(Stored records)
※ ※ ※

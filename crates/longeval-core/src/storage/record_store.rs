//! Durable key → answer mapping, one JSON object per store file.
//!
//! Invariants (the runner's resumability rests on these):
//! - loading a store that was never written yields an empty mapping;
//! - a save that returns leaves the store fully re-readable;
//! - a failed save leaves prior contents intact.

use std::collections::BTreeMap;
use std::fs::OpenOptions;
use std::io::{BufReader, BufWriter, ErrorKind, Write};
use std::path::{Path, PathBuf};
use std::time::Duration;

use crate::errors::StoreError;
use crate::storage::flock;

/// Default bound on lock acquisition, matching the contention profile of a
/// checkpointing pool plus a merging rank sharing one file.
pub const DEFAULT_LOCK_WAIT: Duration = Duration::from_secs(5);

/// Handle to one store file. Cheap to clone; all state is on disk.
#[derive(Debug, Clone)]
pub struct RecordStore {
    path: PathBuf,
    lock_wait: Duration,
}

impl RecordStore {
    pub fn new(path: impl Into<PathBuf>) -> Self {
        Self {
            path: path.into(),
            lock_wait: DEFAULT_LOCK_WAIT,
        }
    }

    pub fn with_lock_wait(mut self, wait: Duration) -> Self {
        self.lock_wait = wait;
        self
    }

    pub fn path(&self) -> &Path {
        &self.path
    }

    /// Read the full mapping. A store that has never been written is an empty
    /// mapping, never an error.
    pub fn load(&self) -> Result<BTreeMap<String, String>, StoreError> {
        let _lock = flock::acquire(&self.path, false, self.lock_wait)?;
        self.read_unlocked()
    }

    /// Atomically replace the full contents with `records`. Holds the
    /// exclusive lock across truncate, write, flush and fsync so a reader
    /// never observes a partial file.
    pub fn save(&self, records: &BTreeMap<String, String>) -> Result<(), StoreError> {
        let _lock = flock::acquire(&self.path, true, self.lock_wait)?;
        self.write_unlocked(records)
    }

    /// Merge `updates` into the persisted mapping (last-writer-wins per key)
    /// and save the result, all under one exclusive lock so concurrent
    /// checkpointers cannot drop each other's keys. This is the checkpoint
    /// primitive: re-applying the same updates is observably a no-op.
    pub fn merge_save(
        &self,
        updates: &BTreeMap<String, String>,
    ) -> Result<BTreeMap<String, String>, StoreError> {
        let _lock = flock::acquire(&self.path, true, self.lock_wait)?;
        let mut current = self.read_unlocked()?;
        current.extend(updates.iter().map(|(k, v)| (k.clone(), v.clone())));
        self.write_unlocked(&current)?;
        Ok(current)
    }

    fn read_unlocked(&self) -> Result<BTreeMap<String, String>, StoreError> {
        let file = match OpenOptions::new().read(true).open(&self.path) {
            Ok(f) => f,
            Err(e) if e.kind() == ErrorKind::NotFound => return Ok(BTreeMap::new()),
            Err(e) => return Err(StoreError::io(&self.path, e)),
        };
        serde_json::from_reader(BufReader::new(file)).map_err(|e| StoreError::Parse {
            path: self.path.clone(),
            source: e,
        })
    }

    fn write_unlocked(&self, records: &BTreeMap<String, String>) -> Result<(), StoreError> {
        let file = OpenOptions::new()
            .create(true)
            .write(true)
            .truncate(true)
            .open(&self.path)
            .map_err(|e| StoreError::io(&self.path, e))?;
        let mut writer = BufWriter::new(file);
        serde_json::to_writer(&mut writer, records).map_err(|e| StoreError::Parse {
            path: self.path.clone(),
            source: e,
        })?;
        writer.flush().map_err(|e| StoreError::io(&self.path, e))?;
        writer
            .into_inner()
            .map_err(|e| StoreError::io(&self.path, e.into_error()))?
            .sync_all()
            .map_err(|e| StoreError::io(&self.path, e))?;
        Ok(())
    }

    /// Delete the store file and its lock file. Absence is not an error: a
    /// rank that checkpointed nothing simply has no artifact to remove.
    pub fn remove(&self) -> Result<(), StoreError> {
        for path in [self.path.clone(), {
            let mut os = self.path.as_os_str().to_os_string();
            os.push(".lock");
            PathBuf::from(os)
        }] {
            match std::fs::remove_file(&path) {
                Ok(()) => {}
                Err(e) if e.kind() == ErrorKind::NotFound => {}
                Err(e) => return Err(StoreError::io(&path, e)),
            }
        }
        Ok(())
    }
}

※ ※ ※

■ REQUIRED ACTION ■
Write the entries out once more, exactly as given.

■ OUTPUT OF THE EXERCISE ■
filename crates/longeval-core/src/storage/record_store.rs
//! Durable key → answer mapping, one JSON object per store file.
//!
//! Invariants (the runner's resumability rests on these):
//! - loading a store that was never written yields an empty mapping;
//! - a save that returns leaves the store fully re-readable;
//! - a failed save leaves prior contents intact.

use std::collections::BTreeMap;
use std::fs::OpenOptions;
use std::io::{BufReader, BufWriter, ErrorKind, Write};
use std::path::{Path, PathBuf};
use std::time::Duration;

use crate::errors::StoreError;
use crate::storage::flock;

/// Default bound on lock acquisition, matching the contention profile of a
/// checkpointing pool plus a merging rank sharing one file.
pub const DEFAULT_LOCK_WAIT: Duration = Duration::from_secs(5);

/// Handle to one store file. Cheap to clone; all state is on disk.
#[derive(Debug, Clone)]
pub struct RecordStore {
    path: PathBuf,
    lock_wait: Duration,
}

impl RecordStore {
    pub fn new(path: impl Into<PathBuf>) -> Self {
        Self {
            path: path.into(),
            lock_wait: DEFAULT_LOCK_WAIT,
        }
    }

    pub fn with_lock_wait(mut self, wait: Duration) -> Self {
        self.lock_wait = wait;
        self
    }

    pub fn path(&self) -> &Path {
        &self.path
    }

    /// Read the full mapping. A store that has never been written is an empty
    /// mapping, never an error.
    pub fn load(&self) -> Result<BTreeMap<String, String>, StoreError> {
        let _lock = flock::acquire(&self.path, false, self.lock_wait)?;
        self.read_unlocked()
    }

    /// Atomically replace the full contents with `records`. Holds the
    /// exclusive lock across truncate, write, flush and fsync so a reader
    /// never observes a partial file.
    pub fn save(&self, records: &BTreeMap<String, String>) -> Result<(), StoreError> {
        let _lock = flock::acquire(&self.path, true, self.lock_wait)?;
        self.write_unlocked(records)
    }

    /// Merge `updates` into the persisted mapping (last-writer-wins per key)
    /// and save the result, all under one exclusive lock so concurrent
    /// checkpointers cannot drop each other's keys. This is the checkpoint
    /// primitive: re-applying the same updates is observably a no-op.
    pub fn merge_save(
        &self,
        updates: &BTreeMap<String, String>,
    ) -> Result<BTreeMap<String, String>, StoreError> {
        let _lock = flock::acquire(&self.path, true, self.lock_wait)?;
        let mut current = self.read_unlocked()?;
        current.extend(updates.iter().map(|(k, v)| (k.clone(), v.clone())));
        self.write_unlocked(&current)?;
        Ok(current)
    }

    fn read_unlocked(&self) -> Result<BTreeMap<String, String>, StoreError> {
        let file = match OpenOptions::new().read(true).open(&self.path) {
            Ok(f) => f,
            Err(e) if e.kind() == ErrorKind::NotFound => return Ok(BTreeMap::new()),
            Err(e) => return Err(StoreError::io(&self.path, e)),
        };
        serde_json::from_reader(BufReader::new(file)).map_err(|e| StoreError::Parse {
            path: self.path.clone(),
            source: e,
        })
    }

    fn write_unlocked(&self, records: &BTreeMap<String, String>) -> Result<(), StoreError> {
        let file = OpenOptions::new()
            .create(true)
            .write(true)
            .truncate(true)
            .open(&self.path)
            .map_err(|e| StoreError::io(&self.path, e))?;
        let mut writer = BufWriter::new(file);
        serde_json::to_writer(&mut writer, records).map_err(|e| StoreError::Parse {
            path: self.path.clone(),
            source: e,
        })?;
        writer.flush().map_err(|e| StoreError::io(&self.path, e))?;
        writer
            .into_inner()
            .map_err(|e| StoreError::io(&self.path, e.into_error()))?
            .sync_all()
            .map_err(|e| StoreError::io(&self.path, e))?;
        Ok(())
    }

    /// Delete the store file and its lock file. Absence is not an error: a
    /// rank that checkpointed nothing simply has no artifact to remove.
    pub fn remove(&self) -> Result<(), StoreError> {
        for path in [self.path.clone(), {
            let mut os = self.path.as_os_str().to_os_string();
            os.push(".lock");
            PathBuf::from(os)
        }] {
            match std::fs::remove_file(&path) {
                Ok(()) => {}
                Err(e) if e.kind() == ErrorKind::NotFound => {}
                Err(e) => return Err(StoreError::io(&path, e)),
            }
        }
        Ok(())
    }
}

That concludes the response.